[Dataset entries]
== Segment start ==

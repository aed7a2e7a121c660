//! Background consistency checks
//!
//! Walks the catalog's tablets round-robin, one tablet per tick, checking
//! each at its newest replica version. Reports land in a bounded
//! [`CheckHistory`] the admin API serves.

use crate::coordinator::agent_client::ConsistencyAgent;
use crate::coordinator::catalog::{TabletId, Version};
use crate::ops::consistency::{ConsistencyChecker, ConsistencyReport, ConsistencyStatus};
use parking_lot::Mutex;
use std::collections::VecDeque;
use std::sync::Arc;
use std::time::Duration;
use tokio::sync::watch;

/// Most recent reports, oldest evicted first.
pub struct CheckHistory {
    capacity: usize,
    reports: Mutex<VecDeque<ConsistencyReport>>,
}

impl CheckHistory {
    pub fn new(capacity: usize) -> Self {
        let capacity = capacity.max(1);
        Self {
            capacity,
            reports: Mutex::new(VecDeque::with_capacity(capacity)),
        }
    }

    pub fn record(&self, report: ConsistencyReport) {
        let mut reports = self.reports.lock();
        if reports.len() == self.capacity {
            reports.pop_front();
        }
        reports.push_back(report);
    }

    /// Newest first, at most `limit` entries.
    pub fn recent(&self, limit: usize) -> Vec<ConsistencyReport> {
        self.reports.lock().iter().rev().take(limit).cloned().collect()
    }

    /// Newest first.
    pub fn for_tablet(&self, tablet_id: TabletId) -> Vec<ConsistencyReport> {
        self.reports
            .lock()
            .iter()
            .rev()
            .filter(|r| r.tablet_id == tablet_id)
            .cloned()
            .collect()
    }

    pub fn len(&self) -> usize {
        self.reports.lock().len()
    }

    pub fn is_empty(&self) -> bool {
        self.reports.lock().is_empty()
    }
}

pub struct ConsistencyScheduler<C>
where
    C: ConsistencyAgent,
{
    checker: Arc<ConsistencyChecker<C>>,
    history: Arc<CheckHistory>,
    interval: Duration,
    cursor: Option<TabletId>,
}

impl<C> ConsistencyScheduler<C>
where
    C: ConsistencyAgent,
{
    pub fn new(
        checker: Arc<ConsistencyChecker<C>>,
        history: Arc<CheckHistory>,
        interval: Duration,
    ) -> Self {
        Self {
            checker,
            history,
            interval,
            cursor: None,
        }
    }

    /// Next tablet after the cursor, wrapping around. Tablets added or
    /// removed between ticks are picked up on the next pass.
    fn next_tablet(&mut self) -> Option<TabletId> {
        let ids = self.checker.catalog().tablet_ids();
        let next = match self.cursor {
            Some(cursor) => ids
                .iter()
                .copied()
                .find(|id| *id > cursor)
                .or_else(|| ids.first().copied()),
            None => ids.first().copied(),
        }?;
        self.cursor = Some(next);
        Some(next)
    }

    fn current_version(&self, tablet_id: TabletId) -> Option<Version> {
        self.checker
            .catalog()
            .resolve_replicas(tablet_id)
            .ok()?
            .iter()
            .map(|r| r.version)
            .max()
    }

    /// Check the next tablet. Returns the report if one was produced.
    pub async fn tick(&mut self) -> Option<ConsistencyReport> {
        let tablet_id = self.next_tablet()?;
        let version = self.current_version(tablet_id)?;

        match self.checker.check_tablet(tablet_id, version).await {
            Ok(report) => {
                if report.status != ConsistencyStatus::Consistent {
                    tracing::warn!(
                        "Scheduled check of tablet {} at version {}: {}",
                        tablet_id,
                        version,
                        report.status
                    );
                }
                self.history.record(report.clone());
                Some(report)
            }
            Err(e) => {
                tracing::debug!("Skipping scheduled check of tablet {}: {}", tablet_id, e);
                None
            }
        }
    }

    /// Run until `shutdown` flips to true or its sender is dropped.
    pub async fn run(mut self, mut shutdown: watch::Receiver<bool>) {
        tracing::info!(
            "Consistency scheduler started (interval {:?})",
            self.interval
        );
        let mut ticker = tokio::time::interval(self.interval);
        ticker.set_missed_tick_behavior(tokio::time::MissedTickBehavior::Delay);

        loop {
            tokio::select! {
                _ = ticker.tick() => {
                    self.tick().await;
                }
                changed = shutdown.changed() => {
                    if changed.is_err() || *shutdown.borrow() {
                        break;
                    }
                }
            }
        }
        tracing::info!("Consistency scheduler stopped");
    }
}
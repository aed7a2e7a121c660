//! Storage catalog interface
//!
//! The catalog owns tablets and knows which node hosts each replica. The
//! coordinator only reads it: one point-in-time snapshot per check.

use crate::common::{Error, Result};
use crate::coordinator::registry::NodeId;
use parking_lot::RwLock;
use serde::{Deserialize, Serialize};
use std::collections::BTreeMap;
use std::path::Path;

pub type TabletId = u64;
pub type TableId = u64;
pub type SchemaHash = i32;
pub type Version = u64;

/// One replica of a tablet as the catalog sees it.
#[derive(Debug, Clone, PartialEq, Eq, Serialize, Deserialize)]
pub struct ReplicaDescriptor {
    pub tablet_id: TabletId,
    pub node_id: NodeId,
    pub schema_hash: SchemaHash,
    pub version: Version,
}

pub trait StorageCatalog: Send + Sync {
    /// Current replica set of a tablet. Fails with `TabletNotFound`.
    fn resolve_replicas(&self, tablet_id: TabletId) -> Result<Vec<ReplicaDescriptor>>;

    /// Tablets belonging to a table. Fails with `TableNotFound`.
    fn tablets_of_table(&self, table_id: TableId) -> Result<Vec<TabletId>>;

    /// Every tablet id, ascending.
    fn tablet_ids(&self) -> Vec<TabletId>;
}

/// Serialized form of an [`InMemoryCatalog`].
#[derive(Debug, Clone, Default, Serialize, Deserialize)]
pub struct CatalogSnapshot {
    pub tablets: Vec<TabletEntry>,
}

#[derive(Debug, Clone, Serialize, Deserialize)]
pub struct TabletEntry {
    pub table_id: TableId,
    pub tablet_id: TabletId,
    pub replicas: Vec<ReplicaLocation>,
}

#[derive(Debug, Clone, Serialize, Deserialize)]
pub struct ReplicaLocation {
    pub node_id: NodeId,
    pub schema_hash: SchemaHash,
    pub version: Version,
}

struct Tablet {
    table_id: TableId,
    replicas: Vec<ReplicaDescriptor>,
}

/// Catalog held in memory, optionally seeded from a JSON file.
#[derive(Default)]
pub struct InMemoryCatalog {
    tablets: RwLock<BTreeMap<TabletId, Tablet>>,
}

impl InMemoryCatalog {
    pub fn new() -> Self {
        Self::default()
    }

    pub fn from_snapshot(snapshot: CatalogSnapshot) -> Self {
        let catalog = Self::new();
        for entry in snapshot.tablets {
            catalog.put_tablet(
                entry.table_id,
                entry.tablet_id,
                entry
                    .replicas
                    .into_iter()
                    .map(|r| (r.node_id, r.schema_hash, r.version)),
            );
        }
        catalog
    }

    pub fn from_json_file(path: impl AsRef<Path>) -> Result<Self> {
        let bytes = std::fs::read(path.as_ref())?;
        let snapshot: CatalogSnapshot = serde_json::from_slice(&bytes)?;
        tracing::info!(
            "Loaded catalog with {} tablet(s) from {}",
            snapshot.tablets.len(),
            path.as_ref().display()
        );
        Ok(Self::from_snapshot(snapshot))
    }

    /// Insert or replace a tablet's replica set.
    pub fn put_tablet<I>(&self, table_id: TableId, tablet_id: TabletId, replicas: I)
    where
        I: IntoIterator<Item = (NodeId, SchemaHash, Version)>,
    {
        let replicas = replicas
            .into_iter()
            .map(|(node_id, schema_hash, version)| ReplicaDescriptor {
                tablet_id,
                node_id,
                schema_hash,
                version,
            })
            .collect();
        self.tablets.write().insert(
            tablet_id,
            Tablet {
                table_id,
                replicas,
            },
        );
    }

    pub fn remove_tablet(&self, tablet_id: TabletId) -> bool {
        self.tablets.write().remove(&tablet_id).is_some()
    }

    /// Re-home one replica, as a clone/balance job would.
    pub fn move_replica(&self, tablet_id: TabletId, from: NodeId, to: NodeId) -> Result<()> {
        let mut tablets = self.tablets.write();
        let tablet = tablets
            .get_mut(&tablet_id)
            .ok_or(Error::TabletNotFound(tablet_id))?;
        let replica = tablet
            .replicas
            .iter_mut()
            .find(|r| r.node_id == from)
            .ok_or_else(|| Error::NodeNotFound(from.to_string()))?;
        replica.node_id = to;
        Ok(())
    }
}

impl StorageCatalog for InMemoryCatalog {
    fn resolve_replicas(&self, tablet_id: TabletId) -> Result<Vec<ReplicaDescriptor>> {
        self.tablets
            .read()
            .get(&tablet_id)
            .map(|t| t.replicas.clone())
            .ok_or(Error::TabletNotFound(tablet_id))
    }

    fn tablets_of_table(&self, table_id: TableId) -> Result<Vec<TabletId>> {
        let ids: Vec<TabletId> = self
            .tablets
            .read()
            .iter()
            .filter(|(_, t)| t.table_id == table_id)
            .map(|(id, _)| *id)
            .collect();
        if ids.is_empty() {
            return Err(Error::TableNotFound(table_id));
        }
        Ok(ids)
    }

    fn tablet_ids(&self) -> Vec<TabletId> {
        self.tablets.read().keys().copied().collect()
    }
}
//! Coordinator server

use crate::common::{CoordinatorConfig, Result};
use crate::coordinator::agent_client::{ConsistencyAgent, HttpAgentClient};
use crate::coordinator::catalog::{InMemoryCatalog, StorageCatalog};
use crate::coordinator::dispatcher::TaskDispatcher;
use crate::coordinator::http::create_router;
use crate::coordinator::registry::NodeRegistry;
use crate::ops::{CheckHistory, CheckerConfig, ConsistencyChecker, ConsistencyScheduler};
use std::sync::Arc;
use std::time::Instant;
use tokio::sync::watch;

/// Everything the coordinator's request paths share, built once at startup
/// and passed down explicitly.
pub struct CoordinatorContext<C>
where
    C: ConsistencyAgent,
{
    pub config: CoordinatorConfig,
    pub registry: Arc<NodeRegistry>,
    pub catalog: Arc<dyn StorageCatalog>,
    pub dispatcher: Arc<TaskDispatcher<C>>,
    pub checker: Arc<ConsistencyChecker<C>>,
    pub history: Arc<CheckHistory>,
    pub started_at: Instant,
}

impl<C> CoordinatorContext<C>
where
    C: ConsistencyAgent,
{
    pub fn new(
        config: CoordinatorConfig,
        registry: Arc<NodeRegistry>,
        catalog: Arc<dyn StorageCatalog>,
        client: Arc<C>,
    ) -> Self {
        let dispatcher = Arc::new(TaskDispatcher::new(
            client,
            registry.clone(),
            config.max_in_flight_tasks,
        ));
        let checker = Arc::new(ConsistencyChecker::new(
            catalog.clone(),
            dispatcher.clone(),
            CheckerConfig::from(&config),
        ));
        let history = Arc::new(CheckHistory::new(config.history_capacity));
        Self {
            config,
            registry,
            catalog,
            dispatcher,
            checker,
            history,
            started_at: Instant::now(),
        }
    }

    pub fn scheduler(&self) -> ConsistencyScheduler<C> {
        ConsistencyScheduler::new(
            self.checker.clone(),
            self.history.clone(),
            self.config.check_interval(),
        )
    }
}

impl CoordinatorContext<HttpAgentClient> {
    /// Production wiring: OS resolver, catalog file (if any), HTTP agents.
    pub fn from_config(config: CoordinatorConfig) -> Result<Self> {
        let catalog: Arc<dyn StorageCatalog> = match &config.catalog_path {
            Some(path) => Arc::new(InMemoryCatalog::from_json_file(path)?),
            None => Arc::new(InMemoryCatalog::new()),
        };
        let client = Arc::new(HttpAgentClient::new(config.task_timeout())?);
        Ok(Self::new(
            config,
            Arc::new(NodeRegistry::default()),
            catalog,
            client,
        ))
    }
}

pub struct Coordinator {
    config: CoordinatorConfig,
    node_id: String,
}

impl Coordinator {
    pub fn new(config: CoordinatorConfig, node_id: String) -> Self {
        Self { config, node_id }
    }

    pub async fn serve(self) -> Result<()> {
        tracing::info!("Starting coordinator: {}", self.node_id);
        tracing::info!("  HTTP API: {}", self.config.bind_addr);
        tracing::info!("  Task timeout: {:?}", self.config.task_timeout());
        tracing::info!("  Max retries: {}", self.config.max_retries);
        tracing::info!("  Max in-flight tasks: {}", self.config.max_in_flight_tasks);

        let context = Arc::new(CoordinatorContext::from_config(self.config)?);
        tracing::info!(
            "  Catalog: {} tablet(s)",
            context.catalog.tablet_ids().len()
        );

        let (shutdown_tx, shutdown_rx) = watch::channel(false);
        let scheduler_handle = if context.config.scheduler_enabled {
            Some(tokio::spawn(context.scheduler().run(shutdown_rx)))
        } else {
            tracing::info!("  Background consistency checks disabled");
            None
        };

        let router = create_router(context.clone());
        let listener = tokio::net::TcpListener::bind(context.config.bind_addr).await?;

        tracing::info!("✓ Coordinator ready");

        let server = axum::serve(listener, router).with_graceful_shutdown(async {
            if let Err(e) = tokio::signal::ctrl_c().await {
                tracing::error!("Failed to listen for shutdown signal: {}", e);
            }
            tracing::info!("Shutdown requested");
        });
        if let Err(e) = server.await {
            tracing::error!("HTTP server error: {}", e);
        }

        let _ = shutdown_tx.send(true);
        context.dispatcher.shutdown();
        if let Some(handle) = scheduler_handle {
            if let Err(e) = handle.await {
                tracing::error!("Scheduler task failed: {}", e);
            }
        }

        tracing::info!("Coordinator stopped");
        Ok(())
    }
}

== Segment end ==

- Your objective -
Write out each line above with the word "CoordinatorContext".

- Response area -
pub struct CoordinatorContext<C>
impl<C> CoordinatorContext<C>
impl CoordinatorContext<HttpAgentClient> {
        let context = Arc::new(CoordinatorContext::from_config(self.config)?);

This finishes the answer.